TASK OBJECTIVE:
From the line that includes "let mut summary" to the closing line of the data, please transcribe every line exactly and add nothing.

SUPPLIED MATERIAL:
········

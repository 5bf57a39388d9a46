use argh::FromArgs;
use custody_bridge_types::{RequestHash, RequestKind, RequestStatus};
use custody_cli_common::errors::DisplayedError;
use custody_state::BridgeState;
use custody_stf::queries;

use super::{read_state, SledHost};
use crate::{
    cli::{LedgerArg, OutputFormat},
    output::{
        output,
        requests::{LedgerSummary, RequestInfo, RequestNonceInfo, RequestsSummaryInfo},
    },
};

/// Shows a mint request by nonce
#[derive(FromArgs, PartialEq, Debug)]
#[argh(subcommand, name = "get-mint-request")]
pub(crate) struct GetMintRequestArgs {
    /// request nonce
    #[argh(positional)]
    pub(crate) nonce: u64,

    /// output format: "porcelain" (default) or "json"
    #[argh(option, short = 'o', default = "OutputFormat::Porcelain")]
    pub(crate) output_format: OutputFormat,
}

/// Shows a burn request by nonce
#[derive(FromArgs, PartialEq, Debug)]
#[argh(subcommand, name = "get-burn-request")]
pub(crate) struct GetBurnRequestArgs {
    /// request nonce
    #[argh(positional)]
    pub(crate) nonce: u64,

    /// output format: "porcelain" (default) or "json"
    #[argh(option, short = 'o', default = "OutputFormat::Porcelain")]
    pub(crate) output_format: OutputFormat,
}

/// Resolves a request hash to its nonce
#[derive(FromArgs, PartialEq, Debug)]
#[argh(subcommand, name = "get-request-nonce")]
pub(crate) struct GetRequestNonceArgs {
    /// ledger to search: "mint" or "burn"
    #[argh(positional)]
    pub(crate) ledger: LedgerArg,

    /// request hash in hex
    #[argh(positional)]
    pub(crate) request_hash: RequestHash,

    /// output format: "porcelain" (default) or "json"
    #[argh(option, short = 'o', default = "OutputFormat::Porcelain")]
    pub(crate) output_format: OutputFormat,
}

/// Shows ledger lengths and status counts
#[derive(FromArgs, PartialEq, Debug)]
#[argh(subcommand, name = "get-requests-summary")]
pub(crate) struct GetRequestsSummaryArgs {
    /// output format: "porcelain" (default) or "json"
    #[argh(option, short = 'o', default = "OutputFormat::Porcelain")]
    pub(crate) output_format: OutputFormat,
}

fn show_request(
    host: &SledHost,
    kind: RequestKind,
    nonce: u64,
    format: OutputFormat,
) -> Result<(), DisplayedError> {
    let request = read_state(host, |state| queries::get_request(state, kind, nonce))?
        .ok_or_else(|| DisplayedError::user(format!("no {kind} request"), nonce))?;
    output(&RequestInfo { request }, format)
}

pub(crate) fn get_mint_request(
    host: &SledHost,
    args: GetMintRequestArgs,
) -> Result<(), DisplayedError> {
    show_request(host, RequestKind::Mint, args.nonce, args.output_format)
}

pub(crate) fn get_burn_request(
    host: &SledHost,
    args: GetBurnRequestArgs,
) -> Result<(), DisplayedError> {
    show_request(host, RequestKind::Burn, args.nonce, args.output_format)
}

pub(crate) fn get_request_nonce(
    host: &SledHost,
    args: GetRequestNonceArgs,
) -> Result<(), DisplayedError> {
    let LedgerArg(kind) = args.ledger;
    let nonce = read_state(host, |state| {
        queries::get_request_nonce(state, kind, &args.request_hash)
    })?;
    let info = RequestNonceInfo {
        kind,
        request_hash: args.request_hash,
        nonce,
    };
    output(&info, args.output_format)
}

fn summarize(state: &BridgeState, kind: RequestKind) -> LedgerSummary {
    let mut summary = LedgerSummary {
        length: state.ledger(kind).len(),
        pending: 0,
        approved: 0,
        rejected: 0,
        canceled: 0,
    };
    for req in state.ledger(kind).requests() {
        match req.status() {
            RequestStatus::Pending => summary.pending += 1,
            RequestStatus::Approved => summary.approved += 1,
            RequestStatus::Rejected => summary.rejected += 1,
            RequestStatus::Canceled => summary.canceled += 1,
        }
    }
    summary
}

pub(crate) fn get_requests_summary(
    host: &SledHost,
    args: GetRequestsSummaryArgs,
) -> Result<(), DisplayedError> {
    let info = read_state(host, |state| RequestsSummaryInfo {
        mint: summarize(state, RequestKind::Mint),
        burn: summarize(state, RequestKind::Burn),
    })?;
    output(&info, args.output_format)
}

········

WRITTEN ANSWER:
    let mut summary = LedgerSummary {
        length: state.ledger(kind).len(),
        pending: 0,
        approved: 0,
        rejected: 0,
        canceled: 0,
    };
    for req in state.ledger(kind).requests() {
        match req.status() {
            RequestStatus::Pending => summary.pending += 1,
            RequestStatus::Approved => summary.approved += 1,
            RequestStatus::Rejected => summary.rejected += 1,
            RequestStatus::Canceled => summary.canceled += 1,
        }
    }
    summary
}

pub(crate) fn get_requests_summary(
    host: &SledHost,
    args: GetRequestsSummaryArgs,
) -> Result<(), DisplayedError> {
    let info = read_state(host, |state| RequestsSummaryInfo {
        mint: summarize(state, RequestKind::Mint),
        burn: summarize(state, RequestKind::Burn),
    })?;
    output(&info, args.output_format)
}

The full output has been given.